# A basic histogram

Create a simple histogram with the Histogram() function. Again we'll use the fertility data set to plot the distribution of female literacy around the world.

In [1]:
# Import Histogram, output_file, and show from bokeh.charts
from bokeh.charts import Histogram, output_notebook, show

# Import pandas as pd
import pandas as pd

# Import the fertility.csv data: data
data = pd.read_csv("fertility.csv", encoding = 'latin2')

In [2]:
data.head()

Unnamed: 0,Country,Continent,female literacy,fertility,population
0,Chine,ASI,90.5,1.769,1324655000
1,Inde,ASI,50.8,2.682,1139964932
2,USA,NAM,99.0,2.077,304060000
3,Indonesie,ASI,88.8,2.132,227345082
4,Bresil,LAT,90.2,1.827,191971506


In [3]:
# Make the Histogram: p
p = Histogram(data, 'female literacy', title='Female Literacy', bins=40)

# Set axis labels
p.xaxis.axis_label = 'Female Literacy (% population)'
p.yaxis.axis_label = 'Number of Countries'


# Call the output_notebook() 
output_notebook()
show(p)

# Generating multiple histograms at once

Let's make separate histograms, each with 10 bins for each of the 6 continents.

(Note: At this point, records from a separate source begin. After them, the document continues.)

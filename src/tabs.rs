//! Editor tab manager.
//!
//! Owns the insertion-ordered set of open documents, their dirty state and the
//! active tab. Reads and writes are issued by the session; this module only
//! records what is in flight and applies completions.

use std::collections::HashSet;
use std::fmt;

use crate::error::{Result, SessionError};
use crate::file_tree::{path_is_within, remote_file_name, replace_path_prefix};

#[derive(Clone, Copy, Debug, PartialEq, Eq, Hash, PartialOrd, Ord)]
pub struct TabId(u64);

impl TabId {
    pub fn get(self) -> u64 {
        self.0
    }
}

impl fmt::Display for TabId {
    fn fmt(&self, f: &mut fmt::Formatter<'_>) -> fmt::Result {
        write!(f, "#{}", self.0)
    }
}

#[derive(Clone, Debug, PartialEq, Eq)]
pub struct Tab {
    pub id: TabId,
    pub path: String,
    pub name: String,
    pub buffered_content: String,
    /// Content at the last successful load or save.
    pub clean_content: String,
    pub dirty: bool,
    /// Exact content of a write in flight, if any.
    saving: Option<String>,
}

impl Tab {
    fn recompute_dirty(&mut self) {
        self.dirty = self.buffered_content != self.clean_content;
    }

    pub fn is_saving(&self) -> bool {
        self.saving.is_some()
    }
}

#[derive(Clone, Copy, Debug, PartialEq, Eq)]
pub enum OpenAction {
    /// The path was already open; that tab is now active.
    Activated(TabId),
    /// A read must be issued.
    Fetch,
    /// A read for this path is already in flight.
    Pending,
}

#[derive(Clone, Copy, Debug, PartialEq, Eq)]
pub enum CloseOutcome {
    Closed,
    NeedsConfirmation,
}

#[derive(Clone, Debug, PartialEq, Eq)]
pub struct SaveRequest {
    pub tab: TabId,
    pub path: String,
    pub content: String,
}

#[derive(Debug, Default)]
pub struct TabManager {
    tabs: Vec<Tab>,
    active: Option<TabId>,
    next_id: u64,
    pending_opens: HashSet<String>,
    awaiting_confirmation: Option<TabId>,
}

impl TabManager {
    pub fn new() -> Self {
        Self::default()
    }

    pub fn tabs(&self) -> &[Tab] {
        &self.tabs
    }

    pub fn get(&self, id: TabId) -> Option<&Tab> {
        self.tabs.iter().find(|t| t.id == id)
    }

    pub fn find_by_path(&self, path: &str) -> Option<&Tab> {
        self.tabs.iter().find(|t| t.path == path)
    }

    pub fn active_id(&self) -> Option<TabId> {
        self.active
    }

    pub fn active(&self) -> Option<&Tab> {
        self.active.and_then(|id| self.get(id))
    }

    pub fn awaiting_confirmation(&self) -> Option<TabId> {
        self.awaiting_confirmation
    }

    pub fn is_empty(&self) -> bool {
        self.tabs.is_empty()
    }

    fn index_of(&self, id: TabId) -> Option<usize> {
        self.tabs.iter().position(|t| t.id == id)
    }

    fn get_mut(&mut self, id: TabId) -> Option<&mut Tab> {
        self.tabs.iter_mut().find(|t| t.id == id)
    }

    fn alloc_id(&mut self) -> TabId {
        self.next_id = self.next_id.wrapping_add(1).max(1);
        TabId(self.next_id)
    }

    pub fn activate(&mut self, id: TabId) -> Result<()> {
        if self.get(id).is_none() {
            return Err(SessionError::UnknownTab(id));
        }
        self.active = Some(id);
        Ok(())
    }

    /// First half of opening a file: activates an existing tab or tells the
    /// caller whether a read has to be issued.
    pub fn open(&mut self, path: &str) -> OpenAction {
        if let Some(id) = self.find_by_path(path).map(|t| t.id) {
            self.active = Some(id);
            return OpenAction::Activated(id);
        }
        if !self.pending_opens.insert(path.to_string()) {
            return OpenAction::Pending;
        }
        OpenAction::Fetch
    }

    /// Applies a successful read. A tab that appeared for `path` meanwhile is
    /// activated instead of duplicated.
    pub fn complete_open(&mut self, path: &str, name: &str, content: String) -> TabId {
        self.pending_opens.remove(path);
        if let Some(id) = self.find_by_path(path).map(|t| t.id) {
            self.active = Some(id);
            return id;
        }
        let id = self.alloc_id();
        let name = if name.trim().is_empty() {
            remote_file_name(path).to_string()
        } else {
            name.to_string()
        };
        self.tabs.push(Tab {
            id,
            path: path.to_string(),
            name,
            clean_content: content.clone(),
            buffered_content: content,
            dirty: false,
            saving: None,
        });
        self.active = Some(id);
        tracing::debug!(%id, path, "tab opened");
        id
    }

    pub fn fail_open(&mut self, path: &str) {
        self.pending_opens.remove(path);
    }

    /// Replaces the active tab's buffer.
    pub fn edit(&mut self, content: impl Into<String>) -> Result<TabId> {
        let id = self.active.ok_or(SessionError::NoActiveTab)?;
        let tab = self.get_mut(id).ok_or(SessionError::UnknownTab(id))?;
        tab.buffered_content = content.into();
        tab.recompute_dirty();
        Ok(id)
    }

    /// Snapshots the active tab's buffer for writing.
    pub fn save(&mut self) -> Result<SaveRequest> {
        let id = self.active.ok_or(SessionError::NoActiveTab)?;
        let tab = self.get_mut(id).ok_or(SessionError::UnknownTab(id))?;
        let content = tab.buffered_content.clone();
        tab.saving = Some(content.clone());
        Ok(SaveRequest {
            tab: id,
            path: tab.path.clone(),
            content,
        })
    }

    /// Applies a successful write of `written`. Returns false if the tab is gone.
    pub fn complete_save(&mut self, id: TabId, written: String) -> bool {
        let Some(tab) = self.get_mut(id) else {
            return false;
        };
        tab.saving = None;
        tab.clean_content = written;
        tab.recompute_dirty();
        true
    }

    pub fn fail_save(&mut self, id: TabId) {
        if let Some(tab) = self.get_mut(id) {
            tab.saving = None;
        }
    }

    /// Closes a clean tab immediately; a dirty one waits for
    /// [`TabManager::confirm_close`] or [`TabManager::cancel_close`].
    pub fn request_close(&mut self, id: TabId) -> Result<CloseOutcome> {
        let tab = self.get(id).ok_or(SessionError::UnknownTab(id))?;
        if tab.dirty {
            self.awaiting_confirmation = Some(id);
            return Ok(CloseOutcome::NeedsConfirmation);
        }
        self.remove(id);
        Ok(CloseOutcome::Closed)
    }

    pub fn confirm_close(&mut self, id: TabId) -> Result<()> {
        if self.get(id).is_none() {
            self.clear_confirmation(id);
            return Err(SessionError::UnknownTab(id));
        }
        self.clear_confirmation(id);
        self.remove(id);
        Ok(())
    }

    pub fn cancel_close(&mut self, id: TabId) {
        self.clear_confirmation(id);
    }

    fn clear_confirmation(&mut self, id: TabId) {
        if self.awaiting_confirmation == Some(id) {
            self.awaiting_confirmation = None;
        }
    }

    fn remove(&mut self, id: TabId) -> Option<Tab> {
        let index = self.index_of(id)?;
        let tab = self.tabs.remove(index);
        self.clear_confirmation(id);
        if self.active == Some(id) {
            self.active = if self.tabs.is_empty() {
                None
            } else {
                let fallback = index.saturating_sub(1).min(self.tabs.len() - 1);
                Some(self.tabs[fallback].id)
            };
        }
        tracing::debug!(%id, path = %tab.path, "tab closed");
        Some(tab)
    }

    /// Re-points tabs and in-flight reads at or below `old_path` to
    /// `new_path`. Buffers, dirty flags and ordering are untouched. A tab that
    /// was already open at a destination path now shows a replaced file and
    /// is dropped in favour of the moved one.
    pub fn reconcile_rename(&mut self, old_path: &str, new_path: &str) -> Vec<TabId> {
        let mut touched = Vec::new();
        for tab in self.tabs.iter_mut() {
            if let Some(path) = replace_path_prefix(&tab.path, old_path, new_path) {
                tab.name = remote_file_name(&path).to_string();
                tab.path = path;
                touched.push(tab.id);
            }
        }

        let shadowed: Vec<(TabId, TabId)> = self
            .tabs
            .iter()
            .filter(|t| !touched.contains(&t.id))
            .filter_map(|stale| {
                self.tabs
                    .iter()
                    .find(|t| touched.contains(&t.id) && t.path == stale.path)
                    .map(|moved| (stale.id, moved.id))
            })
            .collect();
        for (stale, moved) in shadowed {
            let was_active = self.active == Some(stale);
            self.remove(stale);
            if was_active {
                self.active = Some(moved);
            }
        }

        self.pending_opens = self
            .pending_opens
            .drain()
            .map(|p| replace_path_prefix(&p, old_path, new_path).unwrap_or(p))
            .collect();
        touched
    }

    /// Drops tabs at or below `path` without confirmation, and forgets reads
    /// still in flight for them.
    pub fn reconcile_delete(&mut self, path: &str) -> Vec<Tab> {
        self.pending_opens.retain(|p| !path_is_within(p, path));
        let doomed: Vec<TabId> = self
            .tabs
            .iter()
            .filter(|t| path_is_within(&t.path, path))
            .map(|t| t.id)
            .collect();
        doomed.into_iter().filter_map(|id| self.remove(id)).collect()
    }

    pub fn is_opening(&self, path: &str) -> bool {
        self.pending_opens.contains(path)
    }

    pub fn reset(&mut self) {
        self.tabs.clear();
        self.active = None;
        self.pending_opens.clear();
        self.awaiting_confirmation = None;
    }
}
use std::path::{Path, PathBuf};
use std::sync::mpsc;
use std::thread;
use std::time::Duration;

use crate::config::{self, ClientState};

const DEBOUNCE: Duration = Duration::from_millis(250);

/// Writes [`ClientState`] on a background thread so callers never wait on disk.
///
/// Bursts of updates (every tree toggle, every scratch edit) are coalesced and
/// only the newest state is written. `flush()` waits for pending writes.
pub struct AsyncStateSaver {
    tx: mpsc::Sender<Msg>,
    handle: Option<thread::JoinHandle<()>>,
}

enum Msg {
    Save(ClientState),
    Flush(mpsc::Sender<()>),
    Shutdown,
}

impl AsyncStateSaver {
    pub fn new(path: PathBuf) -> Self {
        let (tx, rx) = mpsc::channel::<Msg>();
        let handle = thread::Builder::new()
            .name("ide-state-saver".to_string())
            .spawn(move || saver_thread(path, rx))
            .ok();
        Self { tx, handle }
    }

    /// Best-effort; returns immediately.
    pub fn request_save(&self, state: ClientState) {
        let _ = self.tx.send(Msg::Save(state));
    }

    /// Writes anything pending and waits for it, up to `timeout`.
    pub fn flush(&self, timeout: Duration) {
        let (ack_tx, ack_rx) = mpsc::channel::<()>();
        if self.tx.send(Msg::Flush(ack_tx)).is_ok() {
            let _ = ack_rx.recv_timeout(timeout);
        }
    }
}

impl Drop for AsyncStateSaver {
    fn drop(&mut self) {
        let _ = self.tx.send(Msg::Shutdown);
        if let Some(h) = self.handle.take() {
            let _ = h.join();
        }
    }
}

fn write(path: &Path, pending: &mut Option<ClientState>) {
    if let Some(state) = pending.take() {
        if let Err(err) = config::save_state_to(path, &state) {
            tracing::warn!("client state not saved: {err:#}");
        }
    }
}

fn saver_thread(path: PathBuf, rx: mpsc::Receiver<Msg>) {
    let mut pending: Option<ClientState> = None;
    loop {
        let msg = match rx.recv() {
            Ok(m) => m,
            Err(_) => return,
        };

        match msg {
            Msg::Save(state) => {
                pending = Some(state);
                loop {
                    match rx.recv_timeout(DEBOUNCE) {
                        Ok(Msg::Save(state)) => pending = Some(state),
                        Ok(Msg::Flush(ack)) => {
                            write(&path, &mut pending);
                            let _ = ack.send(());
                        }
                        Ok(Msg::Shutdown) => {
                            write(&path, &mut pending);
                            return;
                        }
                        Err(mpsc::RecvTimeoutError::Timeout) => break,
                        Err(mpsc::RecvTimeoutError::Disconnected) => {
                            write(&path, &mut pending);
                            return;
                        }
                    }
                }
                write(&path, &mut pending);
            }
            Msg::Flush(ack) => {
                write(&path, &mut pending);
                let _ = ack.send(());
            }
            Msg::Shutdown => {
                write(&path, &mut pending);
                return;
            }
        }
    }
}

To do this with Bokeh charts we pass a column name to the the **color** parameter of the **Histogram()** function. In this case, the **'Continent'** column contains the continent abbreviation that we'll use to group the female literacy values in each of the 6 continents.



In [4]:
# Import Histogram, output_file, and show from bokeh.charts
from bokeh.charts import Histogram, output_notebook, show

# Import pandas as pd
import pandas as pd

# Import the fertility.csv data: data
data = pd.read_csv("fertility.csv", encoding = 'latin2')

# Make a Histogram: p
p = Histogram(data, 'female literacy', title='Female Literacy',
              color='Continent', legend='top_left', bins=10)

# Set axis labels
p.xaxis.axis_label = 'Female Literacy (% population)'
p.yaxis.axis_label = 'Number of Countries'


# Call the output_notebook() 
output_notebook()
show(p)

# A basic box plot

In this exercise, you'll make a box plot of female literacy per continent by setting **values='female_literacy'** and **label='Continent'** with the **BoxPlot()** function.



In [5]:
# Import BoxPlot, output_notebook, and show from bokeh.charts
from bokeh.charts import BoxPlot, output_notebook, show

# Import pandas as pd
import pandas as pd

# Import the fertility.csv data: data
data = pd.read_csv("fertility.csv", encoding = 'latin2')

# Make a box plot: p
p = BoxPlot(data, values='female literacy', label='Continent',
             title='Female Literacy (grouped by Continent)',
             legend='bottom_right')

# Set the y axis label
p.yaxis.axis_label='Female literacy (% population)'

# Call the output_notebook() 
output_notebook()
show(p)


# Color different groups differently

Like the **Histogram()** function, we can use the color parameter of the **BoxPlot()** function to color the box plot of each continent separately.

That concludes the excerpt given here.